2. Review and Consensus
The errata that led to this document was submitted in mid-December 2014.
The errata itself had a significant discussion within appsawg regardng the
best way to handle resolution of the issue. This discussion included four
participants, including both the errata author (who is an active IETF
participant) and the RFC 7001 author. The decision to produce an updated
document to resolve the underspecification reported in the errata was not
controverial.
During 7001bis development there was a robust discussion within appsawg with
six participants active during various phases of the discussion. In the course of
development of 7001bis, there was a comprehensive review of the status and
Specification of all the elements of the Email Authentication Parameters
registry. Additional changes were captured to both make sure the entries in
the registry were all adequately documented and that the contents of the
registry were correct and current.
The major point of complexity in this update was writing an IANA
Considerations section that would result in a correct registry state
(particularly references). The update is not controverial.

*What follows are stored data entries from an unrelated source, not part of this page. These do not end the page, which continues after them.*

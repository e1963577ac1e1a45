use crate::domain::factor::Category;
use thiserror::Error;

/// Fatal, run-level configuration problems. Raised before any ticker is scored.
#[derive(Error, Debug, Clone, PartialEq)]
pub enum ConfigError {
    #[error("weights must sum to 1.0 (got {sum})")]
    WeightSum { sum: f64 },

    #[error("weight for {category} must be >= 0 (got {weight})")]
    NegativeWeight { category: Category, weight: f64 },

    #[error("weight for {category} is not a finite number")]
    NonFiniteWeight { category: Category },

    #[error("weight for {0} is missing")]
    MissingCategory(Category),

    #[error("invalid value for {key}: {value:?}")]
    InvalidValue { key: String, value: String },

    #[error("failed to parse configuration: {0}")]
    Parse(String),
}

/// Failure while scoring a single ticker. Never escapes the recommender boundary.
#[derive(Error, Debug, Clone, PartialEq)]
pub enum ScoringError {
    #[error("ticker identifier is empty")]
    EmptyTicker,

    #[error("duplicate ticker {0}")]
    DuplicateTicker(String),

    #[error("composite score for {0} is not finite")]
    NonFiniteComposite(String),

    #[error("scoring {ticker} panicked: {message}")]
    Panicked { ticker: String, message: String },

    #[error("scoring task for {ticker} did not complete: {message}")]
    TaskFailed { ticker: String, message: String },
}

#[derive(Error, Debug, Clone, PartialEq)]
pub enum RecommendError {
    #[error("no tickers could be scored")]
    EmptyCandidateSet,
}

#[derive(Error, Debug, Clone, PartialEq)]
pub enum RunError {
    #[error(transparent)]
    Config(#[from] ConfigError),

    #[error(transparent)]
    Recommend(#[from] RecommendError),
}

WG Last Call was also robust and non-controverial with a focus on ensuring
the update is correct and comprehensive. To that end, one WG member
developed a expected post 7001bis draft of the expected end state of the
registry, which helped validate the correctness of the work in addition to
catching some additional cases that needed work. Five people, mostly the
same as those involved in the development phase of the work, commented
during WGLC.
The consensus appears to be broad on this update. There were no real points
of controversy.
This update is primarly intended to make the documentation match reality, so
it is not expected to affect current Authentication-Results implementation.
The improved documentation, both in 7001bis and in the Email Authentication
Parameters Registry, should assist future implementation work.
Although no formal external reviews were performed, they have been on
previous revisions of Authentication-Results and nothing in this update
affects the outcome of those reviews.
3. Intellectual Property
The author has stated that to their direct, personal knowledge any IPR
related to this document has already been disclosed. There are no IPR
disclosures.
4. Other Points
There are no new DOWNREFs and all the existing DOWNREFs to experimental or
historic are informational. The number of DOWNREFs is reduced by one from
RFC 7001 since RFC 7208 has replaced the experimental RFC 4408.
The Email Authentication Parameters Registry is expert review. The primary
designated expert is the author of this document. One of the back-up
experts was active both in the documents development and WGLC and is the
document shepherd. The allocation procedure is unchanged from RFC 7001.
There are a few warnings in idnits, but the appear to be false positives.
All RFC 7001 errata have been considered (the one referenced above is the
only one).
IANA Considerations have been thoroughly reviewed by the group and I believe
they are clear and complete.
I believe this document is ready for publication.